Recipe inspired from Vegan Richa.
Ingredients
- Bean filling
- 110g raw kidney beans (220g cooked)
- 2 tsp oil (9g)
- 50g chopped onion
- 60g chopped capsicum
- 1 bay leaf
- 125g pasta sauce (basil, marinara, grilled veggies, etc.)
- 1 tsp Italian herbs
- 1 tsp garlic powder
- 1/4 tsp salt
- 1/8 tsp black pepper
- Tofu thyme ricotta
- 380g tofu (I use 180g basil tofu + 200g plain tofu, but you can use just plain tofu)
- 3/4 tsp garlic powder
- 2 tsp dried thyme
- 3/4 tsp Italian herbs
- 10g olive oil
- 7g apple cider vinegar
- 1/2 tsp salt
- Pizza crust
- 190g wheat flour
- 40g semolina flour
- 1-2 tsp instant yeast
- 120 mL water at room temperature
- 1/2 tsp salt
- 2 tsp olive oil (9g)
- Other
- 500g pasta sauce
- 30g shredded vegan cheese
Instructions
- Bean filling
- Soak the kidney beans for > 8h. Drain, and boil in a saucepan until they are tender. Drain and reserve
- Heat up the oil in a pan over medium heat and fry the chopped onion and capsicum for a few minutes until they soften.
- Add the pasta sauce and herbs, mix, and reduce heat. Let it simmer for a while to let the flavours infuse, stirring regularly. Reserve
- Tofu thyme ricotta
- Crumble the tofu in a bowl with your hands
- Mix in all other ingredients, and reserve.
- Pizza crust
- Dilute the yeast in the water and the brown sugar. Stir, and let it sit for ~ 15 min.

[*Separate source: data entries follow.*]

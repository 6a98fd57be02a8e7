//! Configuration management for security policies.
//!
//! This module provides the core configuration infrastructure for vantage-guard, including:
//!
//! - [`SecurityPolicy`] – The main policy struct with per-module configurations
//! - [`PolicyBuilder`] – Builder for constructing policies from files, env vars, and overrides
//! - [`FailMode`] – Enumeration of failure behaviors (open/closed/log)
//!
//! ## Configuration Hierarchy
//!
//! Policies are resolved in the following order (later wins):
//!
//! 1. Compiled defaults (secure by default)
//! 2. Global config file (`vantage-guard.toml` or `vantage-guard.yaml`)
//! 3. Environment variables (`WG_BASTION_*`)
//! 4. Graph-level overrides (future)
//! 5. Node-level overrides (future)
//! 6. Request-level overrides (with audit logging)
//!
//! ## Example
//!
//! ```rust,ignore
//! use vantage_guard::config::PolicyBuilder;
//!
//! let policy = PolicyBuilder::new()
//!     .with_file("config/security.toml")?
//!     .with_env()
//!     .build()?;
//!
//! assert!(policy.enabled);
//! ```

use serde::{Deserialize, Serialize};
use std::path::{Path, PathBuf};
use thiserror::Error;
use validator::Validate;

/// Errors that can occur during policy configuration
#[derive(Debug, Error)]
pub enum ConfigError {
    /// Failed to read configuration file
    #[error("Failed to read config file at {path}: {source}")]
    FileRead {
        /// Path that failed to read
        path: PathBuf,
        /// Underlying I/O error
        source: std::io::Error,
    },

    /// Failed to parse configuration
    #[error("Failed to parse {format} config: {source}")]
    ParseError {
        /// Format that failed to parse (YAML, TOML, JSON)
        format: String,
        /// Underlying parse error
        source: Box<dyn std::error::Error + Send + Sync>,
    },

    /// Unsupported or unrecognised configuration file extension
    #[error("Unsupported config file format: {message}")]
    UnsupportedFormat {
        /// Description of the problem
        message: String,
    },

    /// Configuration validation failed
    #[error("Policy validation failed: {0}")]
    Validation(#[from] validator::ValidationErrors),

    /// Environment variable parsing error
    #[error("Failed to parse environment variable {key}: {message}")]
    EnvParse {
        /// Environment variable key
        key: String,
        /// Error message
        message: String,
    },
}

/// Behavior when a security check fails
#[derive(Debug, Clone, Copy, PartialEq, Eq, Serialize, Deserialize)]
#[serde(rename_all = "snake_case")]
pub enum FailMode {
    /// Block the request and return an error
    Closed,
    /// Allow the request but log the security event
    Open,
    /// Log the event and continue (audit mode)
    LogOnly,
}

impl Default for FailMode {
    fn default() -> Self {
        Self::Closed // Secure by default
    }
}

/// Main security policy configuration
#[derive(Debug, Clone, Serialize, Deserialize, Validate)]
pub struct SecurityPolicy {
    /// Policy version for compatibility tracking
    #[validate(length(min = 1))]
    pub version: String,

    /// Global enable/disable flag
    pub enabled: bool,

    /// Default failure behavior
    pub fail_mode: FailMode,
    // Module-specific configurations (stubs for now)
    // pub input: InputPolicyConfig,
    // pub output: OutputPolicyConfig,
    // pub prompt: PromptPolicyConfig,
    // pub tools: ToolPolicyConfig,
    // pub rag: RagPolicyConfig,
    // pub agents: AgentPolicyConfig,
    // pub abuse: AbusePolicyConfig,
    // pub telemetry: TelemetryPolicyConfig,
}

impl Default for SecurityPolicy {
    fn default() -> Self {
        Self {
            version: "1.0".to_string(),
            enabled: true,
            fail_mode: FailMode::Closed,
        }
    }
}

/// Builder for constructing security policies from multiple sources
#[derive(Debug, Default)]
pub struct PolicyBuilder {
    base: SecurityPolicy,
    file_path: Option<PathBuf>,
    use_env: bool,
}

impl PolicyBuilder {
    /// Create a new policy builder with secure defaults
    #[must_use]
    pub fn new() -> Self {
        Self {
            base: SecurityPolicy::default(),
            file_path: None,
            use_env: false,
        }
    }

    /// Load policy from a configuration file (YAML, TOML, or JSON)
    ///
    /// # Errors
    ///
    /// Returns [`ConfigError`] if the file cannot be read or parsed
    pub fn with_file(mut self, path: impl AsRef<Path>) -> Result<Self, ConfigError> {
        let path = path.as_ref();
        self.file_path = Some(path.to_path_buf());

        let content = std::fs::read_to_string(path).map_err(|source| ConfigError::FileRead {
            path: path.to_path_buf(),
            source,
        })?;

        let policy: SecurityPolicy = match path.extension().and_then(|e| e.to_str()) {
            Some("yaml" | "yml") => {
                serde_yaml::from_str(&content).map_err(|e| ConfigError::ParseError {
                    format: "YAML".to_string(),
                    source: Box::new(e),
                })?
            }
            Some("toml") => toml::from_str(&content).map_err(|e| ConfigError::ParseError {
                format: "TOML".to_string(),
                source: Box::new(e),
            })?,
            Some("json") => {
                serde_json::from_str(&content).map_err(|e| ConfigError::ParseError {
                    format: "JSON".to_string(),
                    source: Box::new(e),
                })?
            }
            _ => {
                return Err(ConfigError::UnsupportedFormat {
                    message: "file extension must be .yaml, .yml, .toml, or .json"
                        .to_string(),
                });
            }
        };

        self.base = policy;
        Ok(self)
    }

    /// Enable loading overrides from environment variables
    ///
    /// Looks for variables prefixed with `WG_BASTION_`, e.g.:
    /// - `WG_BASTION_ENABLED=false`
    /// - `WG_BASTION_FAIL_MODE=open`
    #[must_use]
    pub fn with_env(mut self) -> Self {
        self.use_env = true;
        self
    }

    /// Build the final security policy
    ///
    /// # Errors
    ///
    /// Returns [`ConfigError`] if validation fails or environment variables are invalid
    pub fn build(mut self) -> Result<SecurityPolicy, ConfigError> {
        // Apply environment variable overrides
        if self.use_env {
            dotenvy::dotenv().ok(); // Load .env file if present

            if let Ok(enabled) = std::env::var("WG_BASTION_ENABLED") {
                self.base.enabled = enabled.parse().map_err(|_| ConfigError::EnvParse {
                    key: "WG_BASTION_ENABLED".to_string(),
                    message: "Must be 'true' or 'false'".to_string(),
                })?;
            }

            if let Ok(fail_mode) = std::env::var("WG_BASTION_FAIL_MODE") {
                self.base.fail_mode = match fail_mode.to_lowercase().as_str() {
                    "closed" => FailMode::Closed,
                    "open" => FailMode::Open,
                    "log_only" | "logonly" => FailMode::LogOnly,
                    _ => {
                        return Err(ConfigError::EnvParse {
                            key: "WG_BASTION_FAIL_MODE".to_string(),
                            message: "Must be 'closed', 'open', or 'log_only'".to_string(),
                        });
                    }
                };
            }
        }

        // Validate the final policy
        self.base.validate()?;

        Ok(self.base)
    }
}

#[cfg(test)]
mod tests {
    use super::*;

    #[test]
    fn test_default_policy() {
        let policy = SecurityPolicy::default();
        assert!(policy.enabled);
        assert_eq!(policy.fail_mode, FailMode::Closed);
        assert_eq!(policy.version, "1.0");
    }

    #[test]
    fn test_policy_builder() {
        let policy = PolicyBuilder::new().build().unwrap();
        assert!(policy.enabled);
    }

    #[test]
    fn test_fail_mode_serialization() {
        let json = serde_json::to_string(&FailMode::Closed).unwrap();
        assert_eq!(json, r#""closed""#);

        let parsed: FailMode = serde_json::from_str(&json).unwrap();
        assert_eq!(parsed, FailMode::Closed);
    }
}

- Mix together the flour, semolina and salt in a large bowl.
- Add the water + yeast, and olive oil to the bowl and knead thoroughly to get a smooth dough.
- Cover the bowl with a clean towel and let it double in size at room temperature (~3h).
- Punch the dough down to let the air out, and let it rise again.
- Assembly
- Preheat your oven at 200°C.
- Brush with olive oil an oven dish large & deep enough to contain all the fillings.
- Punch the dough down again to let the air out. On a baking paper and using a rolling pin, flatten the dough into the shape of the oven dish.
- Transfer the dough from the baking paper to the oven dish, place the baking paper on top of the dough, and add some beads (or raw chickpeas/beans) to avoid the dough rising too much during blind baking. This step is essential so the dough doesn't get soggy during baking.
- Bake for ~6-7 min and take out of the oven. Remove the beads.
- Layer half of the pasta sauce, then add the layer of bean filling, the tofu thyme ricotta, and the other half of the pasta sauce. Top with shredded cheese.
- Bake again for ~22 min (it depends on your oven, so watch carefully).
- Serve with a side of lettuce, I find this dish is only tasty when it is hot, so if you have leftover you want to eat the next day, make sure you heat them up first!